Cognitive-behavioural therapy is a type of psychotherapy (talking treatment) which does not dwell on the events in your past; instead it deals with the here and now- the way in which your current thoughts and behaviours are affecting you. Although it is different from counselling, the CBT therapist will support you and empathise with you while keeping the course of therapy structured, problem-focussed and practical.
How can it help me?
CBT helps in eliminating negative thoughts and encourages new ways of thinking, which in turn, makes the client empowered to change their behaviour. CBT has shown to help people with different types of problems associated with both mental and physical health.

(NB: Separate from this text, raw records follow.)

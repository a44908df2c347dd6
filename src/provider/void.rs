//! Provider used when no network is configured

use super::Provider;
use crate::error::{SignerError, SignerResult};
use crate::types::{
    ExecuteTransactionRequestType, FaucetResponse, HttpHeaders, SignatureScheme, SuiAddress,
    SuiExecuteTransactionResponse,
};

use async_trait::async_trait;

/// Provider with no network behind it.
///
/// Construction always succeeds; every operation fails when called.
#[derive(Debug, Clone, Copy, Default)]
pub struct VoidProvider;

impl VoidProvider {
    pub fn new() -> Self {
        Self
    }
}

fn unavailable(operation: &str) -> SignerError {
    SignerError::ProviderUnavailable {
        operation: operation.to_string(),
    }
}

#[async_trait]
impl Provider for VoidProvider {
    async fn execute_transaction(
        &self,
        _tx_bytes: &str,
        _signature_scheme: SignatureScheme,
        _signature: &str,
        _pub_key: &str,
        _request_type: ExecuteTransactionRequestType,
    ) -> SignerResult<SuiExecuteTransactionResponse> {
        Err(unavailable("executeTransaction"))
    }

    async fn request_sui_from_faucet(
        &self,
        _recipient: &SuiAddress,
        _http_headers: Option<&HttpHeaders>,
    ) -> SignerResult<FaucetResponse> {
        Err(unavailable("requestSuiFromFaucet"))
    }
}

CBT is used alone, and sometimes used in addition to medication and depends on the severity and the type of condition you are being treated for. These include:
• Bipolar disorder
• Obsessive compulsive disorder
• Post-traumatic stress disorder
• Difficulties with anger
• Low opinion of yourself or physical health problems such as fatigue and pain
• Drug or alcohol abuse
• Some sleep problems
• Chronic (persistent) pain
• Stress disorder
• Marriage or relationship problems
How does CBT work?
CBT helps clients to make sense of their problems by breaking them into smaller parts, thus making it easier to understand how they are connected and how they affect you. The problem is broken down into the following aspects/parts, through which the CBT therapist helps you cope with the issue.
• A situation- difficult situation or a problem
• Physical changes
The way in which you perceive and think of a problem can affect you physically and emotionally and each of these areas can affect others as well.